Ed Zitron 7 min read

Elon Musk has had a difficult weekend following a difficult week, with all difficulties a direct result of his actions, a continual flywheel of actions and consequences that confuse a man with too much money and time on his hands. Twitter updated the iOS version of the Twitter app to advertise verification on Saturday, offering users the chance to “receive the blue check "just like the celebrities, companies, and politicians you already follow” for only $8 a month. Twitter executive Esther Crawford then said that it had not launched and that they were “testing and pushing changes in realtime” after tens of people complained that they had not received the blue check after subscribing at $8 a month.

Twitter then announced that they would be delaying verification until after America’s midterm elections, as opposed to today or Saturday, the day they did but didn’t launch it.

Elon capped off his whirlwind weekend by announcing that the company would now permanently ban anyone that impersonated someone else on Twitter, in a situation that is likely connected to the many people pretending to be Elon Musk to prove that it’s insane to give anybody a blue checkmark, mostly because it’d let them impersonate somebody.

As if to complete some exhausting punchline to a deeply unfunny joke, Twitter is now trying to rehire some people it fired, because it turns out the people choosing the people to fire didn’t know exactly who did what. It’s almost as if managers don’t know what the people they’re managing are doing - a theme I have previously explored in roughly 240,000 words of this newsletter.

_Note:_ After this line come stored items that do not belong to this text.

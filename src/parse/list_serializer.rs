use crate::model::todo_list::TodoList;
use crate::parse::{FormatError, LINE_SEPARATOR, check_entry_text, check_list_name};

/// Serialize a list to the bytes that get published.
///
/// The name comes first, then `"\n" + text` for each entry. No trailing
/// separator is written. Text holding a separator would not survive a
/// round trip, so it is rejected here instead of corrupting the output.
pub fn serialize_list(list: &TodoList) -> Result<String, FormatError> {
    check_list_name(&list.name)?;
    if list.name.is_empty() {
        return Err(FormatError::MissingName);
    }

    let mut output = list.name.clone();
    for entry in &list.entries {
        check_entry_text(&entry.text)?;
        output.push(LINE_SEPARATOR);
        output.push_str(&entry.text);
    }
    Ok(output)
}
mod shell;
pub use shell::{Flow, Session, SessionError};

use std::io;

use crate::cli::commands::*;
use crate::cli::output::*;
use crate::io::config_io;
use crate::io::dir_store::DirStore;
use crate::io::local::FsStore;
use crate::io::sync::{SyncError, Workspace};
use crate::model::collection::ListCollection;
use crate::model::config::Config;
use crate::model::todo_list::TodoList;
use crate::ops::collection_ops::{self, CollectionError};

type FsWorkspace = Workspace<FsStore, DirStore>;

// ---------------------------------------------------------------------------
// Dispatch
// ---------------------------------------------------------------------------

pub fn dispatch(cli: Cli) -> Result<(), Box<dyn std::error::Error>> {
    let json = cli.json;
    let config = load_config(&cli);
    let workspace = open_workspace(&cli, &config);

    match cli.command {
        None => cmd_shell(&workspace, config.display.window),
        Some(cmd) => match cmd {
            Commands::Lists => cmd_lists(&workspace, json),
            Commands::Show(args) => cmd_show(&workspace, args, json),
            Commands::Share(args) => cmd_share(&workspace, args, json),
        },
    }
}

// ---------------------------------------------------------------------------
// Helpers
// ---------------------------------------------------------------------------

fn load_config(cli: &Cli) -> Config {
    let path = match &cli.config {
        Some(path) => config_io::expand_path(path),
        None => config_io::config_path(),
    };
    log::debug!("config: {}", path.display());
    config_io::load_config(&path)
}

/// Resolve paths from the config, with command-line overrides on top.
fn open_workspace(cli: &Cli, config: &Config) -> FsWorkspace {
    let mut paths = config_io::resolve_paths(config);
    if let Some(save_file) = &cli.save_file {
        paths.save_file = config_io::expand_path(save_file);
    }
    let store_dir = match &cli.store_dir {
        Some(dir) => config_io::expand_path(dir),
        None => config_io::resolve_store_dir(config),
    };
    log::debug!(
        "save file {}, cache {}, store {}",
        paths.save_file.display(),
        paths.cache_dir.display(),
        store_dir.display()
    );
    Workspace::new(FsStore, DirStore::new(store_dir), paths)
}

/// Strict load for subcommands that never save: a malformed save file is
/// reported and left alone.
fn read_lists(workspace: &FsWorkspace) -> Result<ListCollection, SyncError> {
    Ok(workspace.read_collection()?.unwrap_or_default())
}

fn find_list<'a>(coll: &'a ListCollection, name: &str) -> Result<&'a TodoList, CollectionError> {
    coll.position_by_name(name)
        .map(|i| &coll.lists()[i])
        .ok_or_else(|| CollectionError::NotFound(name.to_string()))
}

// ---------------------------------------------------------------------------
// Commands
// ---------------------------------------------------------------------------

fn cmd_shell(workspace: &FsWorkspace, window: usize) -> Result<(), Box<dyn std::error::Error>> {
    let coll = workspace.load_collection()?;
    let stdin = io::stdin();
    let stdout = io::stdout();
    let mut session = Session::new(workspace, coll, window, stdin.lock(), stdout.lock());
    session.run()?;
    Ok(())
}

fn cmd_lists(workspace: &FsWorkspace, json: bool) -> Result<(), Box<dyn std::error::Error>> {
    let coll = read_lists(workspace)?;
    let summaries = collection_ops::list_names(&coll);

    if json {
        let out: Vec<_> = summaries.iter().map(summary_to_json).collect();
        println!("{}", serde_json::to_string_pretty(&out)?);
    } else if summaries.is_empty() {
        println!("No lists yet. Run skydo to create one.");
    } else {
        for line in format_all_lists(&summaries) {
            println!("{}", line);
        }
    }
    Ok(())
}

fn cmd_show(
    workspace: &FsWorkspace,
    args: ShowArgs,
    json: bool,
) -> Result<(), Box<dyn std::error::Error>> {
    let coll = read_lists(workspace)?;
    let list = find_list(&coll, &args.name)?;

    if json {
        println!("{}", serde_json::to_string_pretty(&list_to_json(list))?);
    } else {
        let view = collection_ops::view_list(list, 0..list.len());
        for line in format_list_view(&view) {
            println!("{}", line);
        }
    }
    Ok(())
}

fn cmd_share(
    workspace: &FsWorkspace,
    args: ShareArgs,
    json: bool,
) -> Result<(), Box<dyn std::error::Error>> {
    let coll = read_lists(workspace)?;
    let list = find_list(&coll, &args.name)?;
    let status = collection_ops::share_status(list);

    if json {
        println!(
            "{}",
            serde_json::to_string_pretty(&share_to_json(&list.name, &status))?
        );
    } else {
        for line in format_share(&status) {
            println!("{}", line);
        }
    }
    Ok(())
}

In a significantly more-worrying turn of events, Media Matters CEO and President Angelo Carusone penned a Twitter thread about how far up shit creek Elon has paddled Twitter. The long and short of it is that the International Advertising Bureau’s NewFronts event is where Twitter (and many other companies) sell a great deal of their advertising for the year in advance. Traditionally, Twitter sells between 600 and 900 million ads there, guaranteeing annual revenue. Carusone notes that a coalition of civil rights groups called Stop The Deal worked hard to educate advertisers to ask the right questions about Musk’s takeover. When it was obvious there were no consistent answers or solutions to the many obvious problems, Carusone reports that Twitter went from a situation that usually solves 15-20% of their annual revenue to having…very little indeed.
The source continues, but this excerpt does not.